Maureen McDonald

Maureen McDonald

Landmark Dupuis Restaurant between Port Angeles, Sequim up for sale

PORT ANGELES — A stark red-on-white “For Sale” sign now hangs on the canary-yellow wall of Dupuis Restaurant facing U.S. Highway 101, though owner Maureen McDonald would rather it not have to be there.

McDonald, 65, said last week that she would prefer to keep running the restaurant at 256861 U.S. Highway 101 as she has for the past 15 years, but health issues and a stagnant economy have compelled her to begrudgingly look for a new owner of her beloved eatery, which has been a landmark for some 80 years.

“It needs someone young to take over management of it,” McDonald said.

McDonald said she plans to keep the restaurant open until she finds a buyer, adding that she’s more than willing to keep running Dupuis until she physically cannot if no interest in the property turns up.

ADVERTISEMENT
0 seconds of 0 secondsVolume 0%
Press shift question mark to access a list of keyboard shortcuts
00:00
00:00
00:00
 

McDonald listed the property last September for $300,000 and initially had a former waitress interested in taking over the business.

She said she isn’t sure where that offer stands now since the waitress has gone to South Dakota to be with her family for a time.

Marguerite Glover, a real estate agent with Sequim-based Peter Black Real Estate and the listing agent for the Dupuis property, said Saturday she has received a few calls from people interested in the restaurant but has had no good offers on it yet.

“And we think it’s priced right,” Glover said.

If a buyer is found, McDonald said, all the kitchen appliances, inventory and everything necessary for running a restaurant will go along with the building.

“If someone wants to be a restaurateur, it’s an ideal startup,” McDonald said.

McDonald, who was born and raised in Port Angeles, said she first came to work at the restaurant as a manager about 20 years ago under then-owners Jack and Margaret Plaskett.

She immediately was enamored with the restaurant’s subtle, old-fashioned charm.

“I don’t know, there’s just something about this place,” McDonald said. “There’s a comfort, and there’s a warmth.”
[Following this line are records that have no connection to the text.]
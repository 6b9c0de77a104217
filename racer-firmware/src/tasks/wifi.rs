// WiFi Tasks - Station-Modus, Netzwerk-Stack und DHCP
use defmt::{Debug2Format, error, info, warn};
use embassy_net::{Runner, Stack};
use embassy_time::{Duration, Timer};
use esp_radio::wifi::{ClientConfig, ModeConfig, WifiController, WifiDevice, WifiEvent};

use crate::config::{WIFI_PASSWORD, WIFI_RETRY_DELAY_SECS, WIFI_SSID};

/// WiFi Connection Task
///
/// Startet den Controller im Station-Modus, verbindet mit dem AP und
/// verbindet nach jedem Abbruch neu. Die Fahrzeug-Tasks laufen davon
/// unabhängig weiter.
#[embassy_executor::task]
pub async fn connection_task(mut controller: WifiController<'static>) {
    info!("WiFi: Starting connection task");

    loop {
        if matches!(controller.is_started(), Ok(false)) {
            let client_config = ModeConfig::Client(
                ClientConfig::default()
                    .with_ssid(WIFI_SSID.into())
                    .with_password(WIFI_PASSWORD.into()),
            );

            if let Err(e) = controller.set_config(&client_config) {
                error!("WiFi: Failed to set configuration: {}", Debug2Format(&e));
                retry_delay().await;
                continue;
            }

            if let Err(e) = controller.start_async().await {
                error!("WiFi: Failed to start: {}", Debug2Format(&e));
                retry_delay().await;
                continue;
            }

            info!("WiFi: Started");
        }

        info!("WiFi: Connecting to '{}'...", WIFI_SSID);
        if let Err(e) = controller.connect_async().await {
            error!("WiFi: Connection failed: {}", Debug2Format(&e));
            retry_delay().await;
            continue;
        }
        info!("WiFi: Connected");

        controller.wait_for_event(WifiEvent::StaDisconnected).await;
        warn!("WiFi: Disconnected from AP, will retry...");
        retry_delay().await;
    }
}

async fn retry_delay() {
    Timer::after(Duration::from_secs(WIFI_RETRY_DELAY_SECS)).await;
}

/// Network Task - treibt den embassy-net Stack
#[embassy_executor::task]
pub async fn net_task(mut runner: Runner<'static, WifiDevice<'static>>) -> ! {
    runner.run().await
}

/// DHCP Monitor Task - loggt die Adresse, sobald sie vergeben ist
#[embassy_executor::task]
pub async fn dhcp_task(stack: &'static Stack<'static>) {
    wait_for_network(stack).await;

    if let Some(config) = stack.config_v4() {
        info!("WiFi: Got IP address");
        info!("  IP:      {}", Debug2Format(&config.address.address()));
        info!("  Gateway: {}", Debug2Format(&config.gateway));
    }
}

/// Wartet auf Link und DHCP-Konfiguration
///
/// Wird von DHCP-, MQTT- und HTTP-Tasks gemeinsam genutzt.
pub async fn wait_for_network(stack: &'static Stack<'static>) {
    while !(stack.is_link_up() && stack.config_v4().is_some()) {
        Timer::after(Duration::from_millis(500)).await;
    }
}
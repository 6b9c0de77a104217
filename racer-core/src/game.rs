//! Spiel-Effekte
//!
//! Wandelt eine erkannte Streckenfarbe in einen zeitlich begrenzten Effekt
//! um. Es ist immer höchstens ein Effekt aktiv; jeder neue Trigger ersetzt
//! den laufenden Effekt samt Timer.

use core::fmt;

use crate::led::{colors, FlashMode, LedSignal};
use crate::timer::OneShot;
use crate::types::ColorClass;

/// Dauer von Beschleunigung und Bremse
pub const BOOST_DURATION_MS: u64 = 10_000;

/// Dauer des Schleuderns
pub const SPIN_OUT_DURATION_MS: u64 = 1_000;

/// Sperrzeit nach einem Schleudern, in der Gelb ignoriert wird
pub const SPIN_OUT_COOLDOWN_MS: u64 = 1_000;

/// Aktiver Spiel-Effekt
#[derive(Debug, Clone, Copy, Default, PartialEq, Eq)]
#[cfg_attr(feature = "defmt", derive(defmt::Format))]
#[cfg_attr(feature = "serde", derive(serde::Serialize, serde::Deserialize))]
#[cfg_attr(feature = "serde", serde(rename_all = "snake_case"))]
pub enum GameEffect {
    #[default]
    Off,
    SpeedUp,
    SlowDown,
    SpinOut,
}

impl GameEffect {
    pub fn name(self) -> &'static str {
        match self {
            GameEffect::Off => "off",
            GameEffect::SpeedUp => "speed_up",
            GameEffect::SlowDown => "slow_down",
            GameEffect::SpinOut => "spin_out",
        }
    }

    pub fn is_active(self) -> bool {
        self != GameEffect::Off
    }
}

impl fmt::Display for GameEffect {
    fn fmt(&self, f: &mut fmt::Formatter<'_>) -> fmt::Result {
        f.write_str(self.name())
    }
}

/// Ein neu gestarteter Effekt
#[derive(Debug, Clone, Copy, PartialEq, Eq)]
#[cfg_attr(feature = "defmt", derive(defmt::Format))]
pub struct EffectActivation {
    pub effect: GameEffect,
    pub duration_ms: u64,
    /// Anzeige, die der Aufrufer auf den LED-Zustand anwendet
    pub signal: LedSignal,
}

/// Warum ein Farbereignis nichts bewirkt hat
#[derive(Debug, Clone, Copy, PartialEq, Eq)]
#[cfg_attr(feature = "defmt", derive(defmt::Format))]
pub enum IgnoreReason {
    /// Gelb innerhalb der Sperrzeit
    Cooldown { remaining_ms: u64 },
    /// Farbe ohne zugeordneten Effekt
    NoEffect,
}

/// Ergebnis eines Farbereignisses
#[derive(Debug, Clone, Copy, PartialEq, Eq)]
#[cfg_attr(feature = "defmt", derive(defmt::Format))]
pub enum Transition {
    Activated(EffectActivation),
    Ignored(IgnoreReason),
}

/// Zustandsmaschine der Spiel-Effekte
///
/// Besitzt den Dauer-Timer selbst. Der Besitzer ruft [`poll`](Self::poll)
/// spätestens zur [`deadline`](Self::deadline) auf.
#[derive(Debug, Clone, Default)]
pub struct GameStateMachine {
    effect: GameEffect,
    cooldown_until_ms: u64,
    duration: OneShot,
}

impl GameStateMachine {
    pub const fn new() -> Self {
        Self {
            effect: GameEffect::Off,
            cooldown_until_ms: 0,
            duration: OneShot::new(),
        }
    }

    pub fn effect(&self) -> GameEffect {
        self.effect
    }

    pub fn cooldown_until_ms(&self) -> u64 {
        self.cooldown_until_ms
    }

    /// Zeitpunkt, zu dem der aktive Effekt abläuft
    pub fn deadline(&self) -> Option<u64> {
        self.duration.deadline()
    }

    /// Verarbeitet eine erkannte Farbe zum Zeitpunkt `now_ms`
    pub fn color_detected(&mut self, color: ColorClass, now_ms: u64) -> Transition {
        let (effect, duration_ms, signal) = match color {
            ColorClass::Yellow => {
                if now_ms < self.cooldown_until_ms {
                    return Transition::Ignored(IgnoreReason::Cooldown {
                        remaining_ms: self.cooldown_until_ms - now_ms,
                    });
                }
                self.cooldown_until_ms = now_ms + SPIN_OUT_COOLDOWN_MS;
                (
                    GameEffect::SpinOut,
                    SPIN_OUT_DURATION_MS,
                    LedSignal::new(colors::YELLOW, FlashMode::FlashAll),
                )
            }
            ColorClass::Red | ColorClass::Green => (
                GameEffect::SpeedUp,
                BOOST_DURATION_MS,
                LedSignal::new(colors::RED, FlashMode::FlashFrontAlternate),
            ),
            ColorClass::Blue => (
                GameEffect::SlowDown,
                BOOST_DURATION_MS,
                LedSignal::new(colors::BLUE, FlashMode::FlashBack),
            ),
            ColorClass::Cyan | ColorClass::White | ColorClass::Unknown => {
                return Transition::Ignored(IgnoreReason::NoEffect);
            }
        };

        self.effect = effect;
        self.duration.arm(now_ms, duration_ms);

        Transition::Activated(EffectActivation {
            effect,
            duration_ms,
            signal,
        })
    }

    /// Prüft den Dauer-Timer; liefert beim Ablauf das Reset-Signal für die LEDs
    pub fn poll(&mut self, now_ms: u64) -> Option<LedSignal> {
        if self.duration.poll(now_ms) {
            Some(self.expire())
        } else {
            None
        }
    }

    /// Beendet den aktiven Effekt
    ///
    /// Mehrfacher Aufruf ist unschädlich und liefert immer dasselbe Signal.
    pub fn expire(&mut self) -> LedSignal {
        self.effect = GameEffect::Off;
        self.duration.cancel();
        LedSignal::CLEARED
    }
}

#[cfg(test)]
mod tests {
    use super::*;

    #[cfg(feature = "defmt")]
    #[test]
    fn test_effect_types_are_loggable() {
        fn assert_format<T: defmt::Format>() {}
        assert_format::<LedSignal>();
        assert_format::<EffectActivation>();
        assert_format::<Transition>();
    }

    fn activated(transition: Transition) -> EffectActivation {
        match transition {
            Transition::Activated(activation) => activation,
            other => panic!("expected activation, got {:?}", other),
        }
    }

    #[test]
    fn test_yellow_starts_spin_out_with_cooldown() {
        let mut game = GameStateMachine::new();
        let activation = activated(game.color_detected(ColorClass::Yellow, 2_000));

        assert_eq!(activation.effect, GameEffect::SpinOut);
        assert_eq!(activation.duration_ms, 1_000);
        assert_eq!(
            activation.signal,
            LedSignal::new(colors::YELLOW, FlashMode::FlashAll)
        );
        assert_eq!(game.cooldown_until_ms(), 3_000);
        assert_eq!(game.deadline(), Some(3_000));
    }

    #[test]
    fn test_yellow_during_cooldown_is_ignored() {
        let mut game = GameStateMachine::new();
        game.color_detected(ColorClass::Yellow, 0);

        let transition = game.color_detected(ColorClass::Yellow, 500);
        assert_eq!(
            transition,
            Transition::Ignored(IgnoreReason::Cooldown { remaining_ms: 500 })
        );
        assert_eq!(game.cooldown_until_ms(), 1_000);
        assert_eq!(game.deadline(), Some(1_000));

        // Ab Ende der Sperrzeit wieder erlaubt
        activated(game.color_detected(ColorClass::Yellow, 1_000));
    }

    #[test]
    fn test_red_and_green_speed_up() {
        for color in [ColorClass::Red, ColorClass::Green] {
            let mut game = GameStateMachine::new();
            let activation = activated(game.color_detected(color, 0));
            assert_eq!(activation.effect, GameEffect::SpeedUp);
            assert_eq!(activation.duration_ms, 10_000);
            assert_eq!(activation.signal.flash_mode, FlashMode::FlashFrontAlternate);
            assert_eq!(activation.signal.indicator, colors::RED);
        }
    }

    #[test]
    fn test_blue_slows_down() {
        let mut game = GameStateMachine::new();
        let activation = activated(game.color_detected(ColorClass::Blue, 0));
        assert_eq!(activation.effect, GameEffect::SlowDown);
        assert_eq!(
            activation.signal,
            LedSignal::new(colors::BLUE, FlashMode::FlashBack)
        );
    }

    #[test]
    fn test_colors_without_effect() {
        let mut game = GameStateMachine::new();
        for color in [ColorClass::Cyan, ColorClass::White, ColorClass::Unknown] {
            assert_eq!(
                game.color_detected(color, 0),
                Transition::Ignored(IgnoreReason::NoEffect)
            );
        }
        assert_eq!(game.effect(), GameEffect::Off);
        assert_eq!(game.deadline(), None);
    }

    #[test]
    fn test_last_trigger_wins() {
        let mut game = GameStateMachine::new();
        game.color_detected(ColorClass::Red, 0);
        game.color_detected(ColorClass::Blue, 4_000);

        assert_eq!(game.effect(), GameEffect::SlowDown);
        assert_eq!(game.poll(10_000), None);
        assert_eq!(game.poll(14_000), Some(LedSignal::CLEARED));
        assert_eq!(game.effect(), GameEffect::Off);
    }

    #[test]
    fn test_expire_is_idempotent() {
        let mut game = GameStateMachine::new();
        game.color_detected(ColorClass::Blue, 0);

        assert_eq!(game.expire(), LedSignal::CLEARED);
        assert_eq!(game.expire(), LedSignal::CLEARED);
        assert_eq!(game.effect(), GameEffect::Off);
        assert_eq!(game.poll(20_000), None);
    }
}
Visitors to the restaurant are greeted with a solid front door creaking accommodatingly as it opens into a small foyer that in turn leads into the main dining room.

A few steps through another door reveals about 15 to 20 dark wood tables and chairs, and clues to the building’s estimated 80-year history tacked, pinned and nailed to chocolate-brown wooden walls.

McDonald estimates Dupuis Restaurant has been open continuously since about 1930 — and said it predates Highway 101 — though she couldn’t be sure exactly when the building itself was erected.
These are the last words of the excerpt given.